Center the progress view

Continuing with the code from the last episode, we want to center the progressView in our view:

progressView.translatesAutoresizingMaskIntoConstraints = false
view.addSubview(progressView)

NSLayoutConstraint.activate([
    progressView.centerXAnchor.constraint(equalTo: view.centerXAnchor),
    progressView.centerYAnchor.constraint(equalTo: view.centerYAnchor)
])

We'll leverage the intrinsicContentSize to give it its bounds:

override var intrinsicContentSize: CGSize {
    return CGSize(width: 300, height: 300)
}

Drawing the Circle

// Configure line drawing
let lineWidth: CGFloat = 20
context.setLineWidth(lineWidth)

// cleaner / rounded edges for the line endings
context.setLineCap(.round)

// Calculate the rect, this ensures we are drawing completely
// inside our rect
let rect = bounds.insetBy(dx: lineWidth / 2, dy: lineWidth / 2)

// Draw background
context.setStrokeColor(fillBackgroundColor)
context.strokeEllipse(in: rect)

// Draw progress
let progress = presentation()?.progress ?? 0
let center = CGPoint(x: rect.midX, y: rect.midY)

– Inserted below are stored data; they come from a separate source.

// msb-rs: MSBuild Orchestration Driver
//
// SPDX-FileCopyrightText: 2026 Romeo Ahmed
// SPDX-License-Identifier: GPL-3.0-or-later

//! Staged build driver.
//!
//! ```text
//! BuildDriver::new(ctx)            validates config, hooks from config
//!   .with_prehook() .with_posthook() .with_fetcher() .with_builder()
//!   .run().await
//!       Idle -> PreHook -> Fetching -> Building(0) .. Building(n-1) -> PostHook -> Done
//!       first failure --> Aborted(stage), nothing after it runs
//! ```
//!
//! The project builder is located after a successful fetch unless one was
//! supplied, so a restore can install the compiler it needs.

use std::future::Future;
use std::path::PathBuf;

use tracing::{Instrument, debug, error, info, warn};

use super::hooks::Hook;
use super::tools::msbuild::MsBuildTool;
use super::tools::nuget::NugetTool;
use super::tools::{Fetcher, ProjectBuilder};
use super::{BuildOutcome, BuildState, Stage, StageFailure, ToolContext};
use crate::error::{Result, bail_out};

/// Runs the full pipeline for one solution.
pub struct BuildDriver {
    ctx: ToolContext,
    solution: PathBuf,
    prehook: Hook,
    posthook: Hook,
    fetcher: Box<dyn Fetcher>,
    builder: Option<Box<dyn ProjectBuilder>>,
    history: Vec<BuildState>,
}

impl BuildDriver {
    /// Creates a driver from the context's configuration.
    ///
    /// Hooks come from `hooks.prebuild` / `hooks.postbuild`; the fetcher is
    /// [`NugetTool`] over `build_tools.nuget`.
    ///
    /// # Errors
    ///
    /// Returns a `ConfigError` if the configuration cannot drive a build
    /// (no solution path, unnamed project).
    pub fn new(ctx: ToolContext) -> Result<Self> {
        let config = ctx.config();
        config.validate()?;
        let solution = config.solution_path()?.to_path_buf();
        let timeout = ctx.timeout();
        let prehook = Hook::from_command_line(config.hooks.prebuild.as_deref(), timeout);
        let posthook = Hook::from_command_line(config.hooks.postbuild.as_deref(), timeout);
        let fetcher = Box::new(NugetTool::from_config(&config.build_tools.nuget));

        Ok(Self {
            ctx,
            solution,
            prehook,
            posthook,
            fetcher,
            builder: None,
            history: vec![BuildState::Idle],
        })
    }

    /// Sets the hook run before fetching.
    #[must_use]
    pub fn with_prehook(mut self, hook: Hook) -> Self {
        self.prehook = hook;
        self
    }

    /// Sets the hook run after the last project builds.
    #[must_use]
    pub fn with_posthook(mut self, hook: Hook) -> Self {
        self.posthook = hook;
        self
    }

    /// Replaces the dependency fetcher.
    #[must_use]
    pub fn with_fetcher(mut self, fetcher: impl Fetcher + 'static) -> Self {
        self.fetcher = Box::new(fetcher);
        self
    }

    /// Replaces the project builder.
    #[must_use]
    pub fn with_builder(mut self, builder: impl ProjectBuilder + 'static) -> Self {
        self.builder = Some(Box::new(builder));
        self
    }

    /// Returns every state visited so far, starting with `Idle`.
    #[must_use]
    pub fn history(&self) -> &[BuildState] {
        &self.history
    }

    /// Returns the current state.
    #[must_use]
    pub fn state(&self) -> &BuildState {
        self.history.last().unwrap_or(&BuildState::Idle)
    }

    fn transition(&mut self, state: BuildState) {
        debug!(from = ?self.state(), to = ?state, "state transition");
        self.history.push(state);
    }

    /// Runs the pipeline to completion or to its first failure.
    ///
    /// A driver runs once; later calls return the same terminal outcome
    /// kind without doing any work.
    pub async fn run(&mut self) -> BuildOutcome {
        if let BuildState::Aborted(stage) = self.state() {
            let stage = stage.clone();
            return BuildOutcome::Aborted(StageFailure::new(
                stage,
                bail_out("driver already aborted").into(),
            ));
        }
        if *self.state() == BuildState::Done {
            return BuildOutcome::Succeeded;
        }

        let span = tracing::info_span!(
            parent: self.ctx.span(),
            "build",
            solution = %self.solution.display()
        );
        self.ctx = self.ctx.clone().with_span(span.clone());
        let result = self.run_stages().instrument(span.clone()).await;
        let _enter = span.enter();

        match result {
            Ok(()) => {
                self.transition(BuildState::Done);
                info!("build completed successfully");
                BuildOutcome::Succeeded
            }
            Err(failure) => {
                self.transition(BuildState::Aborted(failure.stage().clone()));
                if *failure.stage() == Stage::PostBuild {
                    warn!(
                        error = %format!("{:#}", failure.error()),
                        "all projects built, but the post-build hook failed"
                    );
                } else {
                    error!(
                        stage = %failure.stage(),
                        error = %format!("{:#}", failure.error()),
                        "build aborted"
                    );
                }
                BuildOutcome::Aborted(failure)
            }
        }
    }

    async fn run_stages(&mut self) -> std::result::Result<(), StageFailure> {
        self.transition(BuildState::PreHook);
        self.run_hook(Stage::PreBuild).await?;

        self.transition(BuildState::Fetching);
        let fetch = self.fetcher.fetch(&self.ctx, &self.solution);
        Self::guarded(&self.ctx, Stage::Fetch, fetch).await?;

        if self.builder.is_none() {
            self.builder = Some(Box::new(MsBuildTool::locate(
                &self.ctx.config().build_tools.msbuild,
            )));
        }

        let config = self.ctx.config().clone();
        let total = config.solution.projects.len();
        for (index, project) in config.solution.projects.iter().enumerate() {
            self.transition(BuildState::Building(index));
            let stage = Stage::Build {
                index,
                name: project.name.clone(),
            };
            info!(project = %project.name, index = index + 1, total, "building project");
            let Some(builder) = self.builder.as_deref() else {
                return Err(StageFailure::new(
                    stage,
                    bail_out("no project builder").into(),
                ));
            };
            Self::guarded(&self.ctx, stage, builder.build_project(&self.ctx, project)).await?;
        }

        self.transition(BuildState::PostHook);
        self.run_hook(Stage::PostBuild).await
    }

    async fn run_hook(&self, stage: Stage) -> std::result::Result<(), StageFailure> {
        let hook = match stage {
            Stage::PostBuild => &self.posthook,
            _ => &self.prehook,
        };
        if hook.is_none() {
            debug!(%stage, "no hook configured");
            return Ok(());
        }
        if self.ctx.is_dry_run() {
            info!(%stage, hook = hook.name(), "[dry-run] Would run hook");
            return Ok(());
        }

        info!(%stage, hook = hook.name(), "running hook");
        let user_config = &self.ctx.config().user_defined_config;
        Self::guarded(&self.ctx, stage, hook.invoke(user_config)).await
    }

    /// Runs one stage, aborting it when the build is cancelled.
    async fn guarded<F>(
        ctx: &ToolContext,
        stage: Stage,
        work: F,
    ) -> std::result::Result<(), StageFailure>
    where
        F: Future<Output = Result<()>>,
    {
        let result: Result<()> = tokio::select! {
            biased;
            () = ctx.cancel_token().cancelled() => Err(bail_out("build cancelled").into()),
            result = work => result,
        };
        result.map_err(|error| StageFailure::new(stage, error))
    }
}
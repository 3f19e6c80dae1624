// msb-rs: MSBuild Orchestration Driver
//
// SPDX-FileCopyrightText: 2026 Romeo Ahmed
// SPDX-License-Identifier: GPL-3.0-or-later

//! `NuGet` package restore.
//!
//! ```text
//! NugetTool::fetch(solution)
//!   solution missing?           --> FsError::NotFound
//!   packages.config under dir?  no --> Ok (nothing spawned)
//!   locate nuget.exe in roots   none --> ProcessError::ExecutableNotFound
//!   <nuget> restore <solution>  exit != 0 --> ProcessError::NonZeroExit
//! ```

use std::path::{Path, PathBuf};

use anyhow::Context;
use futures_util::future::BoxFuture;
use tracing::{Instrument, debug, error, info};

use super::Fetcher;
use crate::config::types::ToolConfig;
use crate::core::process::builder::ProcessBuilder;
use crate::error::{FsError, ProcessError, Result};
use crate::pipeline::ToolContext;
use crate::utility::fs::containing_dir;
use crate::utility::fs::search::PathSearcher;

/// Default restore tool executable.
pub const NUGET_EXE: &str = "nuget.exe";

/// Restore sub-command.
pub const RESTORE: &str = "restore";

/// Sentinel whose presence under the solution directory triggers a restore.
pub const PACKAGES_CONFIG: &str = "packages.config";

/// `NuGet` restore tool.
#[derive(Debug, Clone)]
pub struct NugetTool {
    roots: Vec<String>,
    executable: String,
    searcher: PathSearcher,
}

impl NugetTool {
    /// Creates a tool with the given search roots and the default executable.
    pub fn new<I, S>(roots: I) -> Self
    where
        I: IntoIterator<Item = S>,
        S: Into<String>,
    {
        Self {
            roots: roots.into_iter().map(Into::into).collect(),
            executable: NUGET_EXE.to_string(),
            searcher: PathSearcher::new(),
        }
    }

    /// Creates a tool from `build_tools.nuget`.
    #[must_use]
    pub fn from_config(config: &ToolConfig) -> Self {
        Self::new(config.paths.iter().cloned()).with_executable(config.executable_or(NUGET_EXE))
    }

    /// Overrides the executable file name searched for under the roots.
    #[must_use]
    pub fn with_executable(mut self, executable: impl Into<String>) -> Self {
        self.executable = executable.into();
        self
    }

    /// Returns the configured search roots, unexpanded.
    #[must_use]
    pub fn roots(&self) -> &[String] {
        &self.roots
    }

    /// Returns the executable file name.
    #[must_use]
    pub fn executable(&self) -> &str {
        &self.executable
    }

    /// Returns the restore sentinel for `solution`, if one exists.
    ///
    /// # Errors
    ///
    /// Returns `FsError::NotFound` if `solution` is not an existing file.
    pub fn find_sentinel(&self, solution: &Path) -> Result<Option<PathBuf>> {
        if !solution.is_file() {
            return Err(FsError::NotFound(solution.display().to_string()).into());
        }
        Ok(self
            .searcher
            .find_in_dir(containing_dir(solution), PACKAGES_CONFIG))
    }

    /// Locates the restore tool in the configured roots.
    ///
    /// # Errors
    ///
    /// Returns `ProcessError::ExecutableNotFound` if no root is configured or
    /// none of them yields the executable.
    pub fn locate(&self) -> Result<PathBuf> {
        let not_found = || ProcessError::ExecutableNotFound {
            name: self.executable.clone(),
            roots: self.roots.clone(),
        };
        if self.roots.is_empty() {
            return Err(not_found().into());
        }
        self.searcher
            .find(&self.roots, &self.executable)
            .ok_or_else(|| not_found().into())
    }

    async fn do_fetch(&self, ctx: &ToolContext, solution: &Path) -> Result<()> {
        let sentinel = match self.find_sentinel(solution) {
            Ok(sentinel) => sentinel,
            Err(e) => {
                error!(solution = %solution.display(), "solution file not found");
                return Err(e);
            }
        };

        let Some(sentinel) = sentinel else {
            info!("no {PACKAGES_CONFIG} found, nothing to restore");
            return Ok(());
        };
        debug!(sentinel = %sentinel.display(), "restore needed");

        let nuget = self.locate()?;
        let builder = ProcessBuilder::new(&nuget)
            .arg(RESTORE)
            .arg(solution)
            .name("nuget")
            .log_and_capture()
            .timeout_opt(ctx.timeout());

        if ctx.is_dry_run() {
            info!(
                command = %builder.command_line(),
                "[dry-run] Would restore packages with NuGet"
            );
            return Ok(());
        }

        info!(tool = %nuget.display(), "restoring packages");
        builder
            .run_with_cancellation(ctx.cancel_token().clone())
            .await
            .with_context(|| format!("Failed to restore packages for {}", solution.display()))?;

        info!("NuGet restore completed successfully");
        Ok(())
    }
}

impl Fetcher for NugetTool {
    fn name(&self) -> &'static str {
        "nuget"
    }

    fn fetch<'a>(&'a self, ctx: &'a ToolContext, solution: &'a Path) -> BoxFuture<'a, Result<()>> {
        let span = tracing::info_span!(
            parent: ctx.span(),
            "nuget",
            solution = %solution.display()
        );
        Box::pin(self.do_fetch(ctx, solution).instrument(span))
    }
}

#[cfg(test)]
mod tests;
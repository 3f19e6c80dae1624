// msb-rs: MSBuild Orchestration Driver
//
// SPDX-FileCopyrightText: 2026 Romeo Ahmed
// SPDX-License-Identifier: GPL-3.0-or-later

//! Shared test utilities for pipeline tests.
//!
//! Provides log capture and stand-in tool scripts.

use std::io::Write;
use std::path::{Path, PathBuf};
use std::sync::{Arc, Mutex};

use anyhow::Result;
use tracing::Level;
use tracing_subscriber::fmt::MakeWriter;

#[derive(Clone)]
struct BufferWriter {
    buffer: Arc<Mutex<Vec<u8>>>,
}

impl Write for BufferWriter {
    fn write(&mut self, buf: &[u8]) -> std::io::Result<usize> {
        self.buffer
            .lock()
            .map_err(|_| std::io::Error::other("buffer poisoned"))?
            .extend_from_slice(buf);
        Ok(buf.len())
    }

    fn flush(&mut self) -> std::io::Result<()> {
        Ok(())
    }
}

#[derive(Clone)]
struct BufferMakeWriter {
    buffer: Arc<Mutex<Vec<u8>>>,
}

impl<'a> MakeWriter<'a> for BufferMakeWriter {
    type Writer = BufferWriter;

    fn make_writer(&'a self) -> Self::Writer {
        BufferWriter {
            buffer: self.buffer.clone(),
        }
    }
}

/// Runs an async closure while capturing tracing output.
///
/// Returns the closure's result alongside the captured log output.
pub(crate) async fn capture_logs<F, Fut, T>(f: F) -> (T, String)
where
    F: FnOnce() -> Fut,
    Fut: std::future::Future<Output = T>,
{
    let buffer = Arc::new(Mutex::new(Vec::new()));
    let subscriber = tracing_subscriber::fmt::Subscriber::builder()
        .with_writer(BufferMakeWriter {
            buffer: buffer.clone(),
        })
        .with_max_level(Level::INFO)
        .with_ansi(false)
        .with_target(false)
        .with_level(false)
        .finish();

    let _guard = tracing::subscriber::set_default(subscriber);
    let result = f().await;

    let logs = buffer
        .lock()
        .map(|guard| String::from_utf8_lossy(&guard).to_string())
        .unwrap_or_default();
    (result, logs)
}

/// Runs an async closure while capturing tracing output.
///
/// Returns the captured log output as a string.
pub(crate) async fn run_with_logs<F, Fut>(f: F) -> Result<String>
where
    F: FnOnce() -> Fut,
    Fut: std::future::Future<Output = Result<()>>,
{
    let (result, logs) = capture_logs(f).await;
    result?;
    Ok(logs)
}

/// Writes an executable shell script that appends its arguments to
/// `<dir>/<name>.calls` and exits with `exit_code`.
#[cfg(unix)]
pub(crate) fn fake_tool(dir: &Path, name: &str, exit_code: i32) -> PathBuf {
    use std::os::unix::fs::PermissionsExt;

    let path = dir.join(name);
    let log = calls_file(dir, name);
    let script = format!(
        "#!/bin/sh\necho \"$@\" >> '{}'\necho \"{name} ran\"\nexit {exit_code}\n",
        log.display()
    );
    std::fs::write(&path, script).unwrap();
    std::fs::set_permissions(&path, std::fs::Permissions::from_mode(0o755)).unwrap();
    path
}

/// Path of the invocation log written by [`fake_tool`].
pub(crate) fn calls_file(dir: &Path, name: &str) -> PathBuf {
    dir.join(format!("{name}.calls"))
}

/// Returns each recorded invocation of a [`fake_tool`] as one line.
pub(crate) fn recorded_calls(dir: &Path, name: &str) -> Vec<String> {
    std::fs::read_to_string(calls_file(dir, name))
        .map(|s| s.lines().map(str::to_string).collect())
        .unwrap_or_default()
}
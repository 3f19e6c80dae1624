// msb-rs: MSBuild Orchestration Driver
//
// SPDX-FileCopyrightText: 2026 Romeo Ahmed
// SPDX-License-Identifier: GPL-3.0-or-later

//! Error handling module.
//!
//! ```text
//!              MsbError (~24 bytes)
//!                     |
//!   +------+------+---+---+------+------+
//!   |      |      |       |      |      |
//!   v      v      v       v      v      v
//! Bail   Cfg   Proc      Fs   Version  Hook
//! Box<str> Box  Box      Box    Box     Box
//!
//! Sub-errors (unboxed internally):
//!   Config     ParseError, MissingKey, InvalidValue, NotFound
//!   Process    ExecutableNotFound, SpawnFailed, NonZeroExit, Interrupted,
//!              TimedOut
//!   Fs         NotFound, IoError
//!   Versioning InvalidSpec, FieldOutOfRange, Overflow
//!   Hook       Rejected, Failed
//! ```
//!
//! Components return `anyhow::Result` carrying one of the sub-errors so
//! callers can `downcast_ref` to the concrete failure kind.

use thiserror::Error;

/// Convenience alias for `anyhow::Result`.
pub type Result<T> = anyhow::Result<T>;

/// Top-level application error type.
///
/// All sub-errors are boxed to keep this enum at ~24 bytes on the stack.
#[derive(Debug, Error)]
pub enum MsbError {
    /// Fatal error that should terminate the application.
    #[error("fatal error: {0}")]
    Bailed(Box<str>),

    /// Configuration error.
    #[error("config error: {0}")]
    Config(#[from] Box<ConfigError>),

    /// Process execution error.
    #[error("process error: {0}")]
    Process(#[from] Box<ProcessError>),

    /// Filesystem error.
    #[error("filesystem error: {0}")]
    Fs(#[from] Box<FsError>),

    /// Version stamping error.
    #[error("versioning error: {0}")]
    Versioning(#[from] Box<VersioningError>),

    /// Build hook error.
    #[error("hook error: {0}")]
    Hook(#[from] Box<HookError>),
}

/// Create a fatal [`MsbError::Bailed`] that terminates the application.
pub fn bail_out(message: impl Into<String>) -> MsbError {
    MsbError::Bailed(message.into().into_boxed_str())
}

// --- From implementations for boxing ---

/// Macro to generate `From` implementations that box the source error.
macro_rules! impl_from_boxed {
    ($($error:ty => $variant:ident),+ $(,)?) => {
        $(
            impl From<$error> for MsbError {
                fn from(err: $error) -> Self {
                    MsbError::$variant(Box::new(err))
                }
            }
        )+
    };
}

impl_from_boxed! {
    ConfigError => Config,
    ProcessError => Process,
    FsError => Fs,
    VersioningError => Versioning,
    HookError => Hook,
}

// --- Config Errors ---

/// Configuration-related errors.
#[derive(Debug, Error)]
pub enum ConfigError {
    /// Failed to parse configuration file.
    #[error("failed to parse config file '{path}': {message}")]
    ParseError { path: String, message: String },

    /// Missing required configuration key.
    #[error("missing required config key '{key}' in section '[{section}]'")]
    MissingKey { section: String, key: String },

    /// Invalid configuration value.
    #[error("invalid value for '{key}' in section '[{section}]': {message}")]
    InvalidValue {
        section: String,
        key: String,
        message: String,
    },

    /// No configuration could be found.
    #[error("config file not found: {0}")]
    NotFound(String),
}

// --- Process Errors ---

/// Process execution errors.
#[derive(Debug, Error)]
pub enum ProcessError {
    /// Tool executable absent from every configured search root.
    #[error("executable not found: '{name}' (searched: {})", display_roots(.roots))]
    ExecutableNotFound { name: String, roots: Vec<String> },

    /// Failed to spawn process.
    #[error("failed to spawn process '{command}': {source}")]
    SpawnFailed {
        command: String,
        #[source]
        source: std::io::Error,
    },

    /// Process exited with a code outside its success set.
    #[error("process '{command}' exited with code {code}")]
    NonZeroExit {
        command: String,
        code: i32,
        stdout: String,
        stderr: String,
    },

    /// Process was cancelled before it finished.
    #[error("process '{command}' was interrupted")]
    Interrupted { command: String },

    /// Process exceeded its time limit and was killed.
    #[error("process '{command}' timed out after {seconds}s")]
    TimedOut { command: String, seconds: u64 },
}

fn display_roots(roots: &[String]) -> String {
    if roots.is_empty() {
        "no paths configured".to_string()
    } else {
        roots.join(", ")
    }
}

// --- Filesystem Errors ---

/// Filesystem operation errors.
#[derive(Debug, Error)]
pub enum FsError {
    /// Path not found.
    #[error("path not found: {0}")]
    NotFound(String),

    /// General I/O error.
    #[error("I/O error on '{path}': {source}")]
    IoError {
        path: String,
        #[source]
        source: std::io::Error,
    },
}

// --- Versioning Errors ---

/// Errors raised while parsing a versioning template or rewriting a version.
#[derive(Debug, Error)]
pub enum VersioningError {
    /// The template is empty or contains a field that is neither `+` nor an integer.
    #[error("invalid versioning template '{spec}': {message}")]
    InvalidSpec { spec: String, message: String },

    /// A placeholder points past the last field of the matched version.
    #[error("placeholder at field {index} is out of range for version '{version}'")]
    FieldOutOfRange { index: usize, version: String },

    /// Incrementing a field would overflow.
    #[error("field {index} of version '{version}' cannot be incremented")]
    Overflow { index: usize, version: String },
}

// --- Hook Errors ---

/// Pre/post build hook errors.
#[derive(Debug, Error)]
pub enum HookError {
    /// Hook ran and reported failure.
    #[error("hook '{hook}' reported failure")]
    Rejected { hook: String },

    /// Hook could not be executed.
    #[error("hook '{hook}' failed: {message}")]
    Failed { hook: String, message: String },
}
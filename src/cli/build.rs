// msb-rs: MSBuild Orchestration Driver
//
// SPDX-FileCopyrightText: 2026 Romeo Ahmed
// SPDX-License-Identifier: GPL-3.0-or-later

//! Build command arguments.

use clap::Args;

/// Arguments for the `build` command.
#[derive(Debug, Clone, Default, Args)]
pub struct BuildArgs {
    /// Command line run before restoring packages; overrides hooks.prebuild.
    /// A non-zero exit code aborts the build.
    #[arg(long, value_name = "CMD")]
    pub prebuild: Option<String>,

    /// Command line run after the last project built; overrides hooks.postbuild.
    #[arg(long, value_name = "CMD")]
    pub postbuild: Option<String>,

    /// Kills any external process running longer than this many seconds.
    #[arg(long, value_name = "SECS")]
    pub timeout: Option<u64>,
}

impl BuildArgs {
    /// Converts build flags to configuration overrides.
    #[must_use]
    pub fn to_config_overrides(&self) -> Vec<(String, String)> {
        let mut overrides = Vec::new();
        if let Some(ref command) = self.prebuild {
            overrides.push(("hooks.prebuild".to_string(), command.clone()));
        }
        if let Some(ref command) = self.postbuild {
            overrides.push(("hooks.postbuild".to_string(), command.clone()));
        }
        if let Some(secs) = self.timeout {
            overrides.push(("process.timeout_secs".to_string(), secs.to_string()));
        }
        overrides
    }
}
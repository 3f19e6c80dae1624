// msb-rs: MSBuild Orchestration Driver
//
// SPDX-FileCopyrightText: 2026 Romeo Ahmed
// SPDX-License-Identifier: GPL-3.0-or-later

use bon::Builder;
use ignore::WalkBuilder;
use std::cmp::Ordering;
use std::path::{Path, PathBuf};
use tracing::warn;

/// Options for deterministic directory traversal.
#[derive(Debug, Clone, Builder)]
pub struct WalkOptions {
    /// Include hidden files/directories
    #[builder(setters(name = with_include_hidden), default = true)]
    include_hidden: bool,
    /// Respect .gitignore files
    #[builder(setters(name = with_respect_gitignore), default = false)]
    respect_gitignore: bool,
}

impl Default for WalkOptions {
    fn default() -> Self {
        Self::builder().build()
    }
}

impl WalkOptions {
    /// Returns whether to include hidden files/directories.
    #[must_use]
    pub const fn include_hidden(&self) -> bool {
        self.include_hidden
    }

    /// Returns whether to respect .gitignore files.
    #[must_use]
    pub const fn respect_gitignore(&self) -> bool {
        self.respect_gitignore
    }
}

/// Orders siblings: files first, then directories, each group by name.
fn files_then_dirs(a: &Path, b: &Path) -> Ordering {
    a.is_dir()
        .cmp(&b.is_dir())
        .then_with(|| a.file_name().cmp(&b.file_name()))
}

/// Builds a sequential `WalkBuilder` with the given options.
pub(super) fn build_walker(root: &Path, options: &WalkOptions) -> WalkBuilder {
    let mut builder = WalkBuilder::new(root);

    builder.hidden(!options.include_hidden());

    builder.git_ignore(options.respect_gitignore());
    builder.git_global(options.respect_gitignore());
    builder.git_exclude(options.respect_gitignore());
    builder.ignore(options.respect_gitignore());
    builder.parents(options.respect_gitignore());

    builder.sort_by_file_path(files_then_dirs);

    builder
}

/// Walks `root` depth-first and yields every regular file.
///
/// Within a directory, files are visited before subdirectories and both are
/// sorted by name, so repeated walks of an unchanged tree yield the same
/// sequence. Unreadable entries are logged and skipped.
///
/// # Example
/// ```no_run
/// use msb_rs::utility::fs::walk::{walk_files, WalkOptions};
///
/// for file in walk_files("C:/src/App", &WalkOptions::default()) {
///     println!("{}", file.display());
/// }
/// ```
pub fn walk_files<P: AsRef<Path>>(
    root: P,
    options: &WalkOptions,
) -> impl Iterator<Item = PathBuf> {
    build_walker(root.as_ref(), options)
        .build()
        .filter_map(|entry_result| match entry_result {
            Ok(entry) if entry.file_type().is_some_and(|ft| ft.is_file()) => {
                Some(entry.into_path())
            }
            Ok(_) => None,
            Err(e) => {
                warn!(error = %e, "walk error");
                None
            }
        })
}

// offset the drawing so that 0% starts at 12:00
let offset: CGFloat = .pi / -2
context.addArc(center: center, radius: rect.width / 2, startAngle: offset, endAngle: (.pi * 2 * progress) + offset, clockwise: false)

context.setStrokeColor(fillColor)
context.strokePath()

This episode uses Swift 3.0, Xcode 8.3.